§ **EXERCISE OBJECTIVE**: Every line with the string "this" should be copied from the data.

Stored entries
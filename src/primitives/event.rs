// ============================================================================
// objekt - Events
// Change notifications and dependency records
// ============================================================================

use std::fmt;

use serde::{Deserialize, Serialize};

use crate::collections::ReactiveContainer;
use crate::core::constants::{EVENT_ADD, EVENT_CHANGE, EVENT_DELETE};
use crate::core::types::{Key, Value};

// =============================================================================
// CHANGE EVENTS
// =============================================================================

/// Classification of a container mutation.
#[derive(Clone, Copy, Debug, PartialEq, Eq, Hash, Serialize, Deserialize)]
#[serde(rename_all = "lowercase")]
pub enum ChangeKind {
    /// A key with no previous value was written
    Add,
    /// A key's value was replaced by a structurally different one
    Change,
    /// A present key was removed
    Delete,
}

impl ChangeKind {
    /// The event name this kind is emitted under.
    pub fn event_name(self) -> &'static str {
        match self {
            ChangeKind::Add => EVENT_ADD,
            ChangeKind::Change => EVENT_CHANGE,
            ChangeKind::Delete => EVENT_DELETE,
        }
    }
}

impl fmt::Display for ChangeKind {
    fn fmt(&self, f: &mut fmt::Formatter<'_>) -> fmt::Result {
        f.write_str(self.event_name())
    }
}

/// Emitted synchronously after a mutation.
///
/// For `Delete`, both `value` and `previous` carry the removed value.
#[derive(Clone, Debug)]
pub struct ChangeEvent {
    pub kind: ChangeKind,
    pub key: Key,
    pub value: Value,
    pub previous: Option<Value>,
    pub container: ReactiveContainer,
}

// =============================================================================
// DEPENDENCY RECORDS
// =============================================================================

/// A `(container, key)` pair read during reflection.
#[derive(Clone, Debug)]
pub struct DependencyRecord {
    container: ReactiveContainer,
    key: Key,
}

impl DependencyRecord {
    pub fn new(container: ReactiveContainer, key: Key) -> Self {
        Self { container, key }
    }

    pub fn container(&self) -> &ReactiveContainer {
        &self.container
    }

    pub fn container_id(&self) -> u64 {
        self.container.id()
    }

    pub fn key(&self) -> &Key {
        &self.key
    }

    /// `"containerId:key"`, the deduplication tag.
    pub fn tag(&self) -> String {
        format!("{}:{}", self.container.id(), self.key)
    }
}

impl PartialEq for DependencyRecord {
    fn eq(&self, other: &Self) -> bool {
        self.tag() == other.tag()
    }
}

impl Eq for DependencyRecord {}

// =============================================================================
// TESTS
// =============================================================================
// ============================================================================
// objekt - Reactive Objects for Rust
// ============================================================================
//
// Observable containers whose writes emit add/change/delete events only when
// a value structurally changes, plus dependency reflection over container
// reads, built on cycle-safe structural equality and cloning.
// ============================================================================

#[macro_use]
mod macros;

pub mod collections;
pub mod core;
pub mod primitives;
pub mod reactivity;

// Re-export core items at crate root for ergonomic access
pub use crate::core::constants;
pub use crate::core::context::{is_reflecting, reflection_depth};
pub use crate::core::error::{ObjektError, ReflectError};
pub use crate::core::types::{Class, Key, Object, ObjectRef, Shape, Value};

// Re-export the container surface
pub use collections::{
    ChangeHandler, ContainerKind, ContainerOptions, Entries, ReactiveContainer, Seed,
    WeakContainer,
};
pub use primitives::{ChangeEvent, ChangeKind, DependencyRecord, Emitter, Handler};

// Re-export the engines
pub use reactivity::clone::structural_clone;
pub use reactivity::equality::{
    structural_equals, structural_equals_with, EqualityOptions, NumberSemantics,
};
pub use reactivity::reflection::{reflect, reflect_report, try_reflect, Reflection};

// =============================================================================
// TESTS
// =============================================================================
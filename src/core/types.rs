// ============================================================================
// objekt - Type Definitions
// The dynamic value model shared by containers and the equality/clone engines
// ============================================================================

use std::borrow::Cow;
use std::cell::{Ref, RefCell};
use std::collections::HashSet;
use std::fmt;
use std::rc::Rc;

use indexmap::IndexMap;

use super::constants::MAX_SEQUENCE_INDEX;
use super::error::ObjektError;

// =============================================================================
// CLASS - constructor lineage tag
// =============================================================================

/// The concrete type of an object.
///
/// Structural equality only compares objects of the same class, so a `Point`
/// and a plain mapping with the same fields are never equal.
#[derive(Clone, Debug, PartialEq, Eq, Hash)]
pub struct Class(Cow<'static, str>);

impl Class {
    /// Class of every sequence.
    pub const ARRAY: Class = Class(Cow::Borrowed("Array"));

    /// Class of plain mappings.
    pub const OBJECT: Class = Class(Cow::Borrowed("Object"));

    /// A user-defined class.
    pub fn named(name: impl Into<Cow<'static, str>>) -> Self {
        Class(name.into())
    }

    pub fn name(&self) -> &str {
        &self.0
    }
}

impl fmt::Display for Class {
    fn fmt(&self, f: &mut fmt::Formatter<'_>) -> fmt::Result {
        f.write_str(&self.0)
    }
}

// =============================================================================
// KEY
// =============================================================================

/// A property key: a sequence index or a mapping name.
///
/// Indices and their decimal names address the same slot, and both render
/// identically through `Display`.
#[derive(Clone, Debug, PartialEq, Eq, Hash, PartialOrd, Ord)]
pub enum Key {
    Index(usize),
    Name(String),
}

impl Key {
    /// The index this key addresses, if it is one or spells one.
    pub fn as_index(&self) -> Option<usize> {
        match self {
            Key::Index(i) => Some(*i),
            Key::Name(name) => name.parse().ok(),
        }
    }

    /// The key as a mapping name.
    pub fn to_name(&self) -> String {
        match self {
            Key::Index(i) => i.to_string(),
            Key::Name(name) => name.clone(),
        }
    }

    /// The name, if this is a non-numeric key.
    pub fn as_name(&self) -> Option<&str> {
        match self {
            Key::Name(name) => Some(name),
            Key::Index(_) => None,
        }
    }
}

§ **EXERCISE OUTPUT**:
    /// The event name this kind is emitted under.
    /// The index this key addresses, if it is one or spells one.
    /// The name, if this is a non-numeric key.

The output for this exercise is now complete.